On Tuesday, AutoZone Inc. (NYSE: NYSE:AZO) received a price target increase from CFRA, with the new target set at $3,200, up from the previous $3,000, while the firm maintained a Buy rating on the stock. The adjustment follows AutoZone's impressive fiscal second-quarter earnings report, which surpassed analysts' expectations, particularly due to robust margins and international sales growth.
CFRA's revised price target is based on an anticipated price-to-earnings (P/E) ratio of 19.0x for fiscal year (FY) 2025, which ends in August. This represents a premium over AutoZone's five-year mean forward P/E of 17.8x.
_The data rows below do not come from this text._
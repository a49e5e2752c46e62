use std::collections::BTreeMap;

use chrono::NaiveDate;
use clap::ValueEnum;
use csv::{QuoteStyle, WriterBuilder};

use crate::models::Program;
use crate::report;

pub const SUPPORTED_FORMATS: &[&str] = &["csv"];

#[derive(Debug, Clone, Copy, PartialEq, Eq, ValueEnum)]
pub enum ExportKind {
    Programs,
    Activities,
    Tasks,
    Analytics,
}

impl ExportKind {
    pub const ALL: [ExportKind; 4] = [
        ExportKind::Programs,
        ExportKind::Activities,
        ExportKind::Tasks,
        ExportKind::Analytics,
    ];

    fn file_name(&self) -> &'static str {
        match self {
            ExportKind::Programs => "programs.csv",
            ExportKind::Activities => "activities.csv",
            ExportKind::Tasks => "tasks.csv",
            ExportKind::Analytics => "analytics.csv",
        }
    }
}

/// Outcome of an export request. An unrecognized format is a recognized
/// response listing what is supported, distinct from a hard error.
#[derive(Debug)]
pub enum ExportResponse {
    Completed(BTreeMap<String, String>),
    Unsupported {
        requested: String,
        supported: Vec<&'static str>,
    },
}

/// Flattens the requested record types into named delimited-text tables.
/// Every cell is quoted, with internal quotes doubled.
pub fn run_export(
    programs: &[Program],
    kinds: &[ExportKind],
    format: &str,
    today: NaiveDate,
) -> anyhow::Result<ExportResponse> {
    if !format.eq_ignore_ascii_case("csv") {
        return Ok(ExportResponse::Unsupported {
            requested: format.to_string(),
            supported: SUPPORTED_FORMATS.to_vec(),
        });
    }

    let mut tables = BTreeMap::new();
    for kind in ExportKind::ALL {
        if !kinds.contains(&kind) {
            continue;
        }
        let content = match kind {
            ExportKind::Programs => program_table(programs)?,
            ExportKind::Activities => activity_table(programs)?,
            ExportKind::Tasks => task_table(programs)?,
            ExportKind::Analytics => analytics_table(programs, today)?,
        };
        tables.insert(kind.file_name().to_string(), content);
    }

    Ok(ExportResponse::Completed(tables))
}

fn write_table(header: &[&str], rows: Vec<Vec<String>>) -> anyhow::Result<String> {
    let mut writer = WriterBuilder::new()
        .quote_style(QuoteStyle::Always)
        .from_writer(Vec::new());

    writer.write_record(header)?;
    for row in rows {
        writer.write_record(&row)?;
    }

    let bytes = writer.into_inner().map_err(|e| e.into_error())?;
    Ok(String::from_utf8(bytes)?)
}

fn opt_string(value: &Option<String>) -> String {
    value.clone().unwrap_or_default()
}

fn program_table(programs: &[Program]) -> anyhow::Result<String> {
    let header = [
        "Program ID",
        "Name",
        "Focus Area",
        "Year",
        "Status",
        "Total Budget",
        "Location",
        "Beneficiaries Reached",
    ];

    let rows = programs
        .iter()
        .map(|program| {
            vec![
                program.id.to_string(),
                program.name.clone(),
                program.focus_area.label().to_string(),
                program.year.to_string(),
                program.status.clone(),
                program.budget_total.to_string(),
                program.location.clone(),
                program
                    .beneficiaries_reached
                    .map(|n| n.to_string())
                    .unwrap_or_default(),
            ]
        })
        .collect();

    write_table(&header, rows)
}

fn activity_table(programs: &[Program]) -> anyhow::Result<String> {
    let header = [
        "Activity ID",
        "Program",
        "Name",
        "Budget Allocated",
        "Budget Utilized",
        "Progress Notes",
    ];

    let mut rows = Vec::new();
    for program in programs {
        for activity in &program.activities {
            rows.push(vec![
                activity.id.to_string(),
                program.name.clone(),
                activity.name.clone(),
                activity.budget_allocated.to_string(),
                activity
                    .budget_utilized
                    .map(|n| n.to_string())
                    .unwrap_or_default(),
                opt_string(&activity.progress_notes),
            ]);
        }
    }

    write_table(&header, rows)
}

fn task_table(programs: &[Program]) -> anyhow::Result<String> {
    let header = [
        "Task ID",
        "Program",
        "Activity",
        "Name",
        "Status Score",
        "Due Date",
        "Evaluation Criteria",
        "Risks",
        "Mitigations",
        "Notes",
    ];

    let mut rows = Vec::new();
    for program in programs {
        for activity in &program.activities {
            for task in &activity.tasks {
                rows.push(vec![
                    task.id.to_string(),
                    program.name.clone(),
                    activity.name.clone(),
                    task.name.clone(),
                    task.status_score.map(|s| s.to_string()).unwrap_or_default(),
                    task.due_date.map(|d| d.to_string()).unwrap_or_default(),
                    opt_string(&task.evaluation_criteria),
                    opt_string(&task.risks),
                    opt_string(&task.mitigations),
                    opt_string(&task.notes),
                ]);
            }
        }
    }

    write_table(&header, rows)
}

/// Flattens the analytics summary into section/metric/value rows so it can
/// ride along with the record tables.
fn analytics_table(programs: &[Program], today: NaiveDate) -> anyhow::Result<String> {
    let summary = report::build_summary(programs, today);
    let header = ["Section", "Metric", "Value"];
    let mut rows = Vec::new();

    let overview = &summary.overview;
    for (metric, value) in [
        ("Total Programs", overview.total_programs.to_string()),
        ("Overall Completion %", overview.overall_completion.to_string()),
        ("Budget Utilization %", overview.budget_utilization.to_string()),
        ("Total Beneficiaries", overview.total_beneficiaries.to_string()),
    ] {
        rows.push(vec!["Overview".to_string(), metric.to_string(), value]);
    }

    let buckets = &summary.task_performance;
    for (metric, count) in [
        ("Completed", buckets.completed),
        ("On Track", buckets.on_track),
        ("Behind", buckets.behind),
        ("At Risk", buckets.at_risk),
    ] {
        rows.push(vec![
            "Task Performance".to_string(),
            metric.to_string(),
            count.to_string(),
        ]);
    }

    for row in &summary.focus_area_performance {
        for (metric, value) in [
            ("Completion Rate %", row.completion_rate),
            ("Budget Utilization %", row.budget_utilization),
            ("Task Success %", row.task_success),
        ] {
            rows.push(vec![
                row.area.label().to_string(),
                metric.to_string(),
                value.to_string(),
            ]);
        }
    }

    write_table(&header, rows)
}

#[cfg(test)]
mod tests {
    use super::*;
    use crate::models::{Activity, FocusArea, Task};
    use uuid::Uuid;

    fn today() -> NaiveDate {
        NaiveDate::from_ymd_opt(2026, 3, 2).unwrap()
    }

    fn sample_program(name: &str, location: &str) -> Program {
        let id = Uuid::new_v4();
        Program {
            id,
            name: name.to_string(),
            focus_area: FocusArea::SurvivorEmpowerment,
            year: 2026,
            status: "active".to_string(),
            budget_total: 50_000.0,
            location: location.to_string(),
            beneficiaries_reached: None,
            activities: vec![Activity {
                id: Uuid::new_v4(),
                program_id: id,
                name: "Vocational training".to_string(),
                budget_allocated: 20_000.0,
                budget_utilized: Some(12_500.0),
                progress_notes: None,
                tasks: vec![Task {
                    id: Uuid::new_v4(),
                    activity_id: Uuid::new_v4(),
                    name: "Enroll cohort".to_string(),
                    status_score: Some(8),
                    due_date: None,
                    evaluation_criteria: None,
                    risks: None,
                    mitigations: None,
                    notes: None,
                }],
            }],
        }
    }

    #[test]
    fn unsupported_format_lists_csv_and_writes_nothing() {
        let response = run_export(&[], &ExportKind::ALL, "xlsx", today()).unwrap();
        match response {
            ExportResponse::Unsupported { requested, supported } => {
                assert_eq!(requested, "xlsx");
                assert_eq!(supported, vec!["csv"]);
            }
            ExportResponse::Completed(_) => panic!("xlsx must not be exported"),
        }
    }

    #[test]
    fn export_produces_one_table_per_requested_kind() {
        let programs = vec![sample_program("Safe Shelter Network", "Kisumu")];
        let response = run_export(&programs, &ExportKind::ALL, "csv", today()).unwrap();
        let ExportResponse::Completed(tables) = response else {
            panic!("csv export must complete");
        };
        let names: Vec<&str> = tables.keys().map(String::as_str).collect();
        assert_eq!(
            names,
            vec!["activities.csv", "analytics.csv", "programs.csv", "tasks.csv"]
        );
    }

    #[test]
    fn every_cell_is_quoted() {
        let programs = vec![sample_program("Safe Shelter Network", "Kisumu")];
        let response = run_export(&programs, &[ExportKind::Programs], "csv", today()).unwrap();
        let ExportResponse::Completed(tables) = response else {
            panic!("csv export must complete");
        };
        let content = &tables["programs.csv"];
        for line in content.lines() {
            assert!(line.starts_with('"') && line.ends_with('"'), "line: {line}");
        }
    }

    #[test]
    fn round_trip_preserves_commas_and_quotes() {
        let mut tricky = sample_program("Outreach, phase \"two\"", "Nairobi, Westlands");
        tricky.status = "on \"hold\"".to_string();
        let plain = sample_program("Safe Shelter Network", "Kisumu");
        let programs = vec![tricky, plain];

        let response = run_export(&programs, &[ExportKind::Programs], "csv", today()).unwrap();
        let ExportResponse::Completed(tables) = response else {
            panic!("csv export must complete");
        };

        let mut reader = csv::Reader::from_reader(tables["programs.csv"].as_bytes());
        let records: Vec<csv::StringRecord> =
            reader.records().collect::<Result<_, _>>().unwrap();
        assert_eq!(records.len(), programs.len());
        for (record, program) in records.iter().zip(&programs) {
            assert_eq!(&record[1], program.name.as_str());
            assert_eq!(&record[4], program.status.as_str());
            assert_eq!(&record[6], program.location.as_str());
        }
    }

    #[test]
    fn null_fields_export_as_empty_cells() {
        let mut program = sample_program("Safe Shelter Network", "Kisumu");
        program.activities[0].budget_utilized = None;
        program.activities[0].tasks[0].status_score = None;

        let response = run_export(
            &[program],
            &[ExportKind::Activities, ExportKind::Tasks],
            "csv",
            today(),
        )
        .unwrap();
        let ExportResponse::Completed(tables) = response else {
            panic!("csv export must complete");
        };

        let mut activities = csv::Reader::from_reader(tables["activities.csv"].as_bytes());
        let record = activities.records().next().unwrap().unwrap();
        assert_eq!(&record[4], "");

        let mut tasks = csv::Reader::from_reader(tables["tasks.csv"].as_bytes());
        let record = tasks.records().next().unwrap().unwrap();
        assert_eq!(&record[4], "");
    }

    #[test]
    fn analytics_table_reports_the_shared_calculators() {
        let programs = vec![sample_program("Safe Shelter Network", "Kisumu")];
        let response = run_export(&programs, &[ExportKind::Analytics], "csv", today()).unwrap();
        let ExportResponse::Completed(tables) = response else {
            panic!("csv export must complete");
        };

        let mut reader = csv::Reader::from_reader(tables["analytics.csv"].as_bytes());
        let rows: Vec<csv::StringRecord> =
            reader.records().collect::<Result<_, _>>().unwrap();
        let utilization = rows
            .iter()
            .find(|r| &r[0] == "Overview" && &r[1] == "Budget Utilization %")
            .unwrap();
        assert_eq!(&utilization[2], "25");
        // 4 overview + 4 bucket + 4 areas * 3 metrics
        assert_eq!(rows.len(), 20);
    }
}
The firm justifies this higher valuation with the auto parts retailer's expanding international presence. Moreover, CFRA has increased its earnings per share (EPS) estimates for AutoZone to $154.85 from $152.65 for FY 2024, and to $168.00 from $163.20 for FY 2025.
AutoZone's fiscal second-quarter earnings, reported earlier, showed an EPS of $28.89, a 17% increase over the prior year's $24.64 and well above the consensus estimate of $26.50. This earnings beat was largely attributed to stronger-than-expected profit margins.
Revenue for the quarter grew 4.6% to $3.86 billion, marginally topping the consensus by $10 million, driven by a 3.0% rise in same-store sales (SSS) and a gross margin expansion of 160 basis points to 53.9%, which was 100 basis points ahead of consensus.
The company's international SSS saw an impressive surge of 23.9%, which significantly contributed to the overall performance and helped balance the modest domestic SSS growth of 0.3%. AutoZone has been consistently delivering strong financial results, as highlighted by the fact that this quarter marked its 24th consecutive earnings beat.
CFRA notes AutoZone's robust international growth as a key factor in their positive outlook, along with the aging U.S. vehicle fleet, which averaged 12.5 years in 2023, likely to bolster domestic business.